Whenever a line in the data contains "anyhow", show that line.

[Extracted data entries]
───

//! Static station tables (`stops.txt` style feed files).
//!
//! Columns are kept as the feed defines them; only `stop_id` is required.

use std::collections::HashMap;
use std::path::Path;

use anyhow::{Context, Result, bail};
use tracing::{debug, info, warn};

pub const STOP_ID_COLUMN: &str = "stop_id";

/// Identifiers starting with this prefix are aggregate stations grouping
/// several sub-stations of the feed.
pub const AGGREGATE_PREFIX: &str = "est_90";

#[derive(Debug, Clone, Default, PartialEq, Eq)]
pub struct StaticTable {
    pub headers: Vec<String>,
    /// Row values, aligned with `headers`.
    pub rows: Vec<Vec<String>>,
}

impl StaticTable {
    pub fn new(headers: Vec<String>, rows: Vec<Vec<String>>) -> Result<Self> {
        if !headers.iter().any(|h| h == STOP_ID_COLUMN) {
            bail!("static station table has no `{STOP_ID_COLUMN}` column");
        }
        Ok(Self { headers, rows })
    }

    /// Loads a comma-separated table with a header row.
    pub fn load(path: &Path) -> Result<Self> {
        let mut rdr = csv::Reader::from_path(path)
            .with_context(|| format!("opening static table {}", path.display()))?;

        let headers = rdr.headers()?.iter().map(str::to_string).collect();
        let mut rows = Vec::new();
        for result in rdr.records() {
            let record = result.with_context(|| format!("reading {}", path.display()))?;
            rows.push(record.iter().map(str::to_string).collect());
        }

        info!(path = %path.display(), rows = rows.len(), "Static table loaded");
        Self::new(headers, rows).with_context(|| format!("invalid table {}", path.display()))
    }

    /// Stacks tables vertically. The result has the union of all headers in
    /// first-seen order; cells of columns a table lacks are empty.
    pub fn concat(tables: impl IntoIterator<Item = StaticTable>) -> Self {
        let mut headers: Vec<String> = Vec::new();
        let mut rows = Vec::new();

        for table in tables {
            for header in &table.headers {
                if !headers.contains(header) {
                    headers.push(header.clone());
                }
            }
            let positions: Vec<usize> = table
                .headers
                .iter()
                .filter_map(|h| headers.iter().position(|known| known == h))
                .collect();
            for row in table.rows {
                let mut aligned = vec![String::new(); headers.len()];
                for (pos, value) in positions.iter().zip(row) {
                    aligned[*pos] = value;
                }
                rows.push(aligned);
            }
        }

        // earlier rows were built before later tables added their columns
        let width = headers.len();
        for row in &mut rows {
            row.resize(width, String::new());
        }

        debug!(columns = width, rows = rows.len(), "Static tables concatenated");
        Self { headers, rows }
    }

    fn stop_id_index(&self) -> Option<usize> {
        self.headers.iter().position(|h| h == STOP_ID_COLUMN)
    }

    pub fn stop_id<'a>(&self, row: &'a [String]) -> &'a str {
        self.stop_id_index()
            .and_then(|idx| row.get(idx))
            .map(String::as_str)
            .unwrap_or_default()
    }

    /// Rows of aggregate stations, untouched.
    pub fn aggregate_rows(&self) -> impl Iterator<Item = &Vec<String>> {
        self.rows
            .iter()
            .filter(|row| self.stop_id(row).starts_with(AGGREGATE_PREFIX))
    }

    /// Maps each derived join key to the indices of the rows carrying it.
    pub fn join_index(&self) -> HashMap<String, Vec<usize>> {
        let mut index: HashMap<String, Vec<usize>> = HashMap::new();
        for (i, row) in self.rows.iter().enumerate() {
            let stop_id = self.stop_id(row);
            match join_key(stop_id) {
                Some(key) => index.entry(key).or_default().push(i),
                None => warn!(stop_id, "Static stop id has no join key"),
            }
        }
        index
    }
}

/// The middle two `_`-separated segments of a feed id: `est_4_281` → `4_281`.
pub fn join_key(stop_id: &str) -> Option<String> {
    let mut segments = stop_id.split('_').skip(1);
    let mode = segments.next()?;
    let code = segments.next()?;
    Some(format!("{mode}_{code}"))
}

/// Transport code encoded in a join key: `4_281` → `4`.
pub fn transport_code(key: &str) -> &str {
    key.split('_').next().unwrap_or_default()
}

───

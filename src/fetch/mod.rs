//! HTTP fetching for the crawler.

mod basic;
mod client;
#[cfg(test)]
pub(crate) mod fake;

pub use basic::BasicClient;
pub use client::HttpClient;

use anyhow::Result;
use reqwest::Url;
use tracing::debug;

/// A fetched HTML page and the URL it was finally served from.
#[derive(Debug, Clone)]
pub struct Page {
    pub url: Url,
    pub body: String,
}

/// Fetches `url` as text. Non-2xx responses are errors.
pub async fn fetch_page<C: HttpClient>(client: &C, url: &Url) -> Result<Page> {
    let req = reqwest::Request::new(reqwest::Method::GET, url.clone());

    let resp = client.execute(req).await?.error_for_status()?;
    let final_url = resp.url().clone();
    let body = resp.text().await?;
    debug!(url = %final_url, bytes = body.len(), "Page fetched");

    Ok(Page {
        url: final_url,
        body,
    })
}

───

#### [Answer to this exercise]
use anyhow::{Context, Result, bail};
use anyhow::Result;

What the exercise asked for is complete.